Quality control: How do you read your FASTQC results?

Quality control: How do you read your FASTQC results?

Online Inquiry

With the popularity of sequencing experiments, many projects and laboratories require sequencing, but do you really know how to look at the quality of sequencing data? If the sequencing quality is poor, the results will be inaccurate, so the correct approach is to look at the quality of the raw reads when the raw sequencing data is available, the most common tool is FastQC.

FastQC is written in Java and can be used to quickly and multi-threadedly assess the quality of sequencing data. It generates an assessment report containing information such as base quality of sequenced reads, GC content, length of reads, k-mer distribution, etc., so that we can quickly know the quality of sequencing data.

Basic statistics: The qc file analyzed generates some simple combined statistical information.

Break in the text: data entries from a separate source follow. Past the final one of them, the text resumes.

//! Destination table definitions.
//!
//! Tables are always dropped and recreated; nothing is altered in place. With
//! a descriptor the DDL carries storage types, a composite primary key, and
//! the descriptive text as inline `--` comments (SQLite keeps the original
//! statement text in `sqlite_master`). Without one, every header column is
//! created as `TEXT`.

use std::collections::HashSet;

use itertools::Itertools;
use log::debug;
use rusqlite::Connection;

use crate::{
    error::TableError,
    schema::{ColumnType, TableSchema, sanitize_comment},
};

/// The authoritative column list of a created table, in DDL order.
#[derive(Debug, Clone, PartialEq, Eq)]
pub struct TableLayout {
    pub columns: Vec<String>,
    pub types: Vec<ColumnType>,
}

impl TableLayout {
    pub fn untyped(headers: &[String]) -> Self {
        Self {
            columns: headers.to_vec(),
            types: vec![ColumnType::Text; headers.len()],
        }
    }
}

pub fn quote_identifier(name: &str) -> String {
    format!("\"{}\"", name.replace('"', "\"\""))
}

pub fn drop_table(conn: &Connection, table: &str) -> rusqlite::Result<()> {
    conn.execute_batch(&format!("DROP TABLE IF EXISTS {}", quote_identifier(table)))
}

/// Renders the `CREATE TABLE` statement for a descriptor.
pub fn schema_create_statement(table: &str, schema: &TableSchema) -> Result<String, TableError> {
    validate_schema(table, schema)?;
    let primary_key = schema.primary_key_columns();

    let mut sql = format!("CREATE TABLE {} (", quote_identifier(table));
    push_comment(&mut sql, schema.description.as_deref());
    sql.push('\n');

    let last = schema.columns.len() - 1;
    for (idx, column) in schema.columns.iter().enumerate() {
        let separator = if idx < last || !primary_key.is_empty() {
            ","
        } else {
            ""
        };
        sql.push_str(&format!(
            "  {} {}{separator}",
            quote_identifier(&column.name),
            column.column_type().sql_name()
        ));
        push_comment(&mut sql, column.description.as_deref());
        sql.push('\n');
    }
    if !primary_key.is_empty() {
        sql.push_str(&format!(
            "  PRIMARY KEY ({})\n",
            primary_key.iter().map(|c| quote_identifier(c)).join(", ")
        ));
    }
    sql.push(')');
    Ok(sql)
}

pub fn header_create_statement(table: &str, headers: &[String]) -> Result<String, TableError> {
    ensure_unique_columns(table, headers.iter().map(String::as_str))?;
    if headers.is_empty() {
        return Err(TableError::create(table, "no columns to create"));
    }
    Ok(format!(
        "CREATE TABLE {} ({})",
        quote_identifier(table),
        headers
            .iter()
            .map(|h| format!("{} TEXT", quote_identifier(h)))
            .join(", ")
    ))
}

/// Drops and recreates `table` from its descriptor, returning the
/// authoritative column layout.
pub fn create_from_schema(
    conn: &Connection,
    table: &str,
    schema: &TableSchema,
) -> Result<TableLayout, TableError> {
    drop_table(conn, table).map_err(|e| TableError::create(table, e))?;
    let sql = schema_create_statement(table, schema)?;
    debug!("Creating {table} with {} typed column(s)", schema.columns.len());
    conn.execute_batch(&sql)
        .map_err(|e| TableError::create(table, e))?;
    Ok(TableLayout {
        columns: schema.column_names(),
        types: schema.column_types(),
    })
}

/// Drops and recreates `table` with one `TEXT` column per header name.
pub fn create_from_header(
    conn: &Connection,
    table: &str,
    headers: &[String],
) -> Result<TableLayout, TableError> {
    drop_table(conn, table).map_err(|e| TableError::create(table, e))?;
    let sql = header_create_statement(table, headers)?;
    debug!("Creating {table} untyped from {} header column(s)", headers.len());
    conn.execute_batch(&sql)
        .map_err(|e| TableError::create(table, e))?;
    Ok(TableLayout::untyped(headers))
}

fn push_comment(sql: &mut String, text: Option<&str>) {
    let Some(text) = text else {
        return;
    };
    let sanitized = sanitize_comment(text);
    let sanitized = sanitized.trim();
    if !sanitized.is_empty() {
        sql.push_str(" -- ");
        sql.push_str(sanitized);
    }
}

fn validate_schema(table: &str, schema: &TableSchema) -> Result<(), TableError> {
    if schema.columns.is_empty() {
        return Err(TableError::create(table, "descriptor declares no columns"));
    }
    ensure_unique_columns(table, schema.columns.iter().map(|c| c.name.as_str()))?;
    let missing = schema
        .primary_key_columns()
        .into_iter()
        .filter(|key| !schema.columns.iter().any(|c| c.name == *key))
        .collect::<Vec<_>>();
    if !missing.is_empty() {
        return Err(TableError::create(
            table,
            format!(
                "primary key references unknown column(s): {}",
                missing.join(", ")
            ),
        ));
    }
    Ok(())
}

fn ensure_unique_columns<'a, I>(table: &str, names: I) -> Result<(), TableError>
where
    I: IntoIterator<Item = &'a str>,
{
    let mut seen = HashSet::new();
    for name in names {
        if !seen.insert(name.to_ascii_lowercase()) {
            return Err(TableError::create(
                table,
                format!("duplicate column name: {name}"),
            ));
        }
    }
    Ok(())
}

#[cfg(test)]
mod tests {
    use super::*;
    use crate::schema::{ColumnDescriptor, PrimaryKeyColumn};

    fn column(name: &str, ty: &str, description: Option<&str>) -> ColumnDescriptor {
        ColumnDescriptor {
            name: name.to_string(),
            declared_type: Some(ty.to_string()),
            description: description.map(str::to_string),
        }
    }

    fn patient_schema() -> TableSchema {
        TableSchema {
            description: Some("Patient demographics -- one row\nper patient".to_string()),
            primary_key: vec![PrimaryKeyColumn {
                column_name: "PAT_ID".to_string(),
            }],
            columns: vec![
                column("PAT_ID", "INTEGER", Some("Internal id")),
                column("PAT_NAME", "VARCHAR", None),
            ],
        }
    }

    fn table_sql(conn: &Connection, table: &str) -> String {
        conn.query_row(
            "SELECT sql FROM sqlite_master WHERE type = 'table' AND name = ?1",
            [table],
            |row| row.get(0),
        )
        .unwrap()
    }

    #[test]
    fn schema_statement_embeds_types_comments_and_key() {
        let sql = schema_create_statement("PATIENT", &patient_schema()).unwrap();
        assert_eq!(
            sql,
            "CREATE TABLE \"PATIENT\" ( -- Patient demographics \u{2014} one row per patient\n  \"PAT_ID\" INTEGER, -- Internal id\n  \"PAT_NAME\" TEXT,\n  PRIMARY KEY (\"PAT_ID\")\n)"
        );
    }

    #[test]
    fn schema_without_key_has_no_trailing_comma() {
        let mut schema = patient_schema();
        schema.primary_key.clear();
        let sql = schema_create_statement("PATIENT", &schema).unwrap();
        assert!(sql.contains("\"PAT_NAME\" TEXT\n)"));
    }

    #[test]
    fn create_from_schema_preserves_descriptor_order() {
        let conn = Connection::open_in_memory().unwrap();
        let mut schema = patient_schema();
        schema.columns.reverse();
        let layout = create_from_schema(&conn, "PATIENT", &schema).unwrap();
        assert_eq!(layout.columns, vec!["PAT_NAME", "PAT_ID"]);
        assert_eq!(layout.types, vec![ColumnType::Text, ColumnType::Integer]);

        let mut stmt = conn.prepare("SELECT * FROM \"PATIENT\"").unwrap();
        let names: Vec<&str> = stmt.column_names();
        assert_eq!(names, vec!["PAT_NAME", "PAT_ID"]);
    }

    #[test]
    fn stored_ddl_keeps_descriptions() {
        let conn = Connection::open_in_memory().unwrap();
        create_from_schema(&conn, "PATIENT", &patient_schema()).unwrap();
        let sql = table_sql(&conn, "PATIENT");
        assert!(sql.contains("-- Internal id"));
        assert!(sql.contains("Patient demographics"));
    }

    #[test]
    fn recreating_a_table_discards_previous_rows() {
        let conn = Connection::open_in_memory().unwrap();
        create_from_schema(&conn, "PATIENT", &patient_schema()).unwrap();
        conn.execute("INSERT INTO \"PATIENT\" VALUES (1, 'a')", [])
            .unwrap();
        let first = table_sql(&conn, "PATIENT");

        create_from_schema(&conn, "PATIENT", &patient_schema()).unwrap();
        let count: i64 = conn
            .query_row("SELECT COUNT(*) FROM \"PATIENT\"", [], |row| row.get(0))
            .unwrap();
        assert_eq!(count, 0);
        assert_eq!(table_sql(&conn, "PATIENT"), first);
    }

    #[test]
    fn unknown_primary_key_column_fails_create() {
        let conn = Connection::open_in_memory().unwrap();
        let mut schema = patient_schema();
        schema.primary_key.push(PrimaryKeyColumn {
            column_name: "MISSING".to_string(),
        });
        let err = create_from_schema(&conn, "PATIENT", &schema).unwrap_err();
        assert!(matches!(err, TableError::Create { .. }));
        assert!(err.to_string().contains("MISSING"));
    }

    #[test]
    fn descriptor_without_columns_fails_create() {
        let conn = Connection::open_in_memory().unwrap();
        let err = create_from_schema(&conn, "EMPTY", &TableSchema::default()).unwrap_err();
        assert!(matches!(err, TableError::Create { .. }));
    }

    #[test]
    fn header_mode_creates_text_columns_in_header_order() {
        let conn = Connection::open_in_memory().unwrap();
        let headers = vec!["B".to_string(), "A".to_string()];
        let layout = create_from_header(&conn, "NOTES", &headers).unwrap();
        assert_eq!(layout.types, vec![ColumnType::Text, ColumnType::Text]);
        assert_eq!(table_sql(&conn, "NOTES"), "CREATE TABLE \"NOTES\" (\"B\" TEXT, \"A\" TEXT)");
    }

    #[test]
    fn duplicate_header_names_fail_create() {
        let conn = Connection::open_in_memory().unwrap();
        let headers = vec!["A".to_string(), "a".to_string()];
        assert!(create_from_header(&conn, "DUP", &headers).is_err());
    }

    #[test]
    fn identifiers_with_quotes_are_escaped() {
        assert_eq!(quote_identifier("we\"ird"), "\"we\"\"ird\"");
    }
}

  • Encoding: indicates the ASCII encoding of the quality values found in this file.
  • Total Sequences: the total number of sequences processed.
  • Filtered Sequences: Sequences marked for filtering will be removed from all analyses if run in Casava mode. The number of sequences removed will be reported here. The total number of sequences above will not include these filtered sequences and will be the actual number of sequences used in the rest of the analysis.
  • Sequence Length: provides the length of the shortest and longest sequences in the set. If all sequences have the same length, only one value will be reported.
  • %GC: the total GC value content of all bases in all sequences.

The sequencing quality value for each position base.

The quality score is calculated using the formula -10*log10(p), where p is the probability of error. For example, a base with an error probability of 0.01 has a quality score of 20.

To visualize the distribution of quality scores across all bases in a sequencing run, a box whisker-type diagram is often used. In this diagram, the yellow box represents the interquartile range (25-75%), the upper and lower tentacles account for 10% and 90%, and the blue line indicates the average quality. The y-axis shows the quality score, with higher scores indicating better quality bases.

In the box whisker plot, the background is divided into three regions: very good quality (green), passable quality (orange), and poor quality (red). Typically, the quality of bases decreases towards the end of the sequencing run, and bases towards the end of the read may fall into the orange or red regions.

To evaluate the overall sequencing quality of a run, the average sequencing quality per base is often used. A sequencing quality score of 30 or above is generally considered very good and is commonly referred to as Q30. However, it is important to note that other factors such as read length, error rate, and coverage also influence the quality of a sequencing run.

Quality control: How do you read your FASTQC results?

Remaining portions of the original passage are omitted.